Cioè il regno della confusione, dove manca un’idea di un governo della complessità, e ognuno dei tanti, di volta in volta, riesce ad imporre una opinione sulle altre, ma senza continuità, senza un filo comune.
Non abbiamo sempre detto che la scuola, come servizio pubblico, non deve temere l’interfaccia con la società anche attraverso i risultati della sua quotidiana fatica?
Così, si va di intenzione in intenzione senza badare ai risultati, mentre cresce lo sconcerto per questa diffusa incompetenza mista ad irresponsabilità, nella quale il primo criterio è “evitare, appunto, la responsabilità”, come se le cose poi da fare, le decisioni da prendere fossero tutte flatus vocis.
A che serve una mega struttura come il ministero dell’istruzione, l’agenzia del lavoro più grande al mondo, dopo il Pentagono, se non riesce ad offrire un governo senza intoppi delle varie complessità?
Una mega struttura che, ovviamente, non può non allevare al proprio interno una miriade di gruppi di lavoro, addirittura con task force convocate ad hoc…

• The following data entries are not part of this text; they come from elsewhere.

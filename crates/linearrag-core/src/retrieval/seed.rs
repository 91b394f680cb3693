//! Maps question entities onto the nearest stored entity (SPEC_FULL.md §4.5).

use crate::embedding::{EmbeddingGenerator, ResilientEmbeddings};
use crate::embedding_store::EmbeddingStore;
use crate::models::Embedding;

/// One seed: the stored entity's hash id and canonical text, and its cosine
/// similarity to the question's extracted entity mention. `entity_text` is
/// what the activation engine keys on internally; `entity_hash` is what the
/// PPR reset vector (and the graph) key on.
#[derive(Debug, Clone, PartialEq)]
pub struct Seed {
    pub entity_hash: String,
    pub entity_text: String,
    pub similarity: f32,
}

pub struct SeedSelector;

impl SeedSelector {
    /// For each extracted question entity, encode it and pick the stored
    /// entity with maximum cosine similarity (ties go to the first-seen row).
    /// Returns an empty vec — "no seeds" — if `question_entities` is empty,
    /// which callers treat as a signal to fall back to dense-only retrieval.
    pub async fn select<G: EmbeddingGenerator>(
        question_entities: &[String],
        entity_store: &EmbeddingStore,
        generator: &ResilientEmbeddings<G>,
    ) -> Vec<Seed> {
        if question_entities.is_empty() || entity_store.is_empty() {
            return Vec::new();
        }

        let mut seeds = Vec::with_capacity(question_entities.len());
        for mention in question_entities {
            let Ok(vectors) = generator
                .encode_batch_with_oom_fallback(&[mention.clone()])
                .await
            else {
                continue;
            };
            let Some(mut query) = vectors.into_iter().next() else {
                continue;
            };
            query.normalize();
            if let Some(seed) = Self::nearest(&query, entity_store) {
                seeds.push(seed);
            }
        }
        seeds
    }

    fn nearest(query: &Embedding, entity_store: &EmbeddingStore) -> Option<Seed> {
        let mut best: Option<(usize, f32)> = None;
        for (idx, row) in entity_store.rows().iter().enumerate() {
            let similarity = query.cosine(&row.embedding);
            match best {
                Some((_, best_sim)) if similarity <= best_sim => {}
                _ => best = Some((idx, similarity)),
            }
        }
        best.map(|(idx, similarity)| Seed {
            entity_hash: entity_store.rows()[idx].hash_id.clone(),
            entity_text: entity_store.rows()[idx].text.clone(),
            similarity,
        })
    }
}

#[cfg(test)]
mod tests {
    use super::*;
    use crate::embedding::DeterministicEmbeddings;
    use crate::models::Namespace;

    #[tokio::test]
    async fn no_question_entities_yields_no_seeds() {
        let dir = tempfile::tempdir().unwrap();
        let mut store = EmbeddingStore::open(Namespace::Entity, dir.path().join("e.parquet"), 8);
        let generator = ResilientEmbeddings::new(DeterministicEmbeddings::new(8));
        store
            .insert_text(&["aspirin".to_string()], &generator)
            .await
            .unwrap();

        let seeds = SeedSelector::select(&[], &store, &generator).await;
        assert!(seeds.is_empty());
    }

    #[tokio::test]
    async fn picks_nearest_stored_entity() {
        let dir = tempfile::tempdir().unwrap();
        let mut store = EmbeddingStore::open(Namespace::Entity, dir.path().join("e.parquet"), 8);
        let generator = ResilientEmbeddings::new(DeterministicEmbeddings::new(8));
        store
            .insert_text(
                &["aspirin".to_string(), "ibuprofen".to_string()],
                &generator,
            )
            .await
            .unwrap();

        let seeds = SeedSelector::select(&["aspirin".to_string()], &store, &generator).await;
        assert_eq!(seeds.len(), 1);
        let expected_hash = crate::models::hash_for(Namespace::Entity, "aspirin");
        assert_eq!(seeds[0].entity_hash, expected_hash);
        assert!((seeds[0].similarity - 1.0).abs() < 1e-4);
    }

    #[tokio::test]
    async fn empty_store_yields_no_seeds() {
        let dir = tempfile::tempdir().unwrap();
        let store = EmbeddingStore::open(Namespace::Entity, dir.path().join("e.parquet"), 8);
        let generator = ResilientEmbeddings::new(DeterministicEmbeddings::new(8));
        let seeds = SeedSelector::select(&["aspirin".to_string()], &store, &generator).await;
        assert!(seeds.is_empty());
    }
}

Anch’io ho partecipato a qualche gruppo di lavoro, ovviamente gratuitamente, con qualche difficoltà a farsi coprire almeno il biglietto del treno, partendo da casa ad ore proibitive, per essere al Miur anche prima dei vari funzionari, per poi perdere tempo, tanto nessuno è responsabile di niente. Per finire di parlarsi addosso.
Ha ancora senso questo modello centralistico, lontano dalla prima linea, quindi da qualsiasi etica della responsabilità ?
Ha ancora senso leggere cose ovvie e scontate, come le 102 proposte, su 6 assi, preparate dalla task force coordinata da Vittorio Colao? Mi pare un percorso, da una veloce scorsa della rassegna stampa, di cose che ci ripetiamo un po’ tutti: più green, più digitale, più inclusione, meno burocrazia, giustizia più efficiente. Solite buone intenzioni…
Perché in Italia non mancano le proposte, mancano le scelte.
Cioè il coraggio della responsabilità, indipendentemente dal consenso, il quale non deve essere inteso come un presupposto, ma un risultato delle serietà e autorevolezza.
Invece noi, in eterna campagna elettorale, non riusciamo mai ad andare oltre la rincorsa del consenso fine a se stesso.
Quindi, si va di buone intenzioni in buone intenzioni. Compreso il consumo veloce dei vari leader.
Sapendo, cioè, che non basta vincere le elezioni, conta saper governare, cioè prendersi le proprie responsabilità.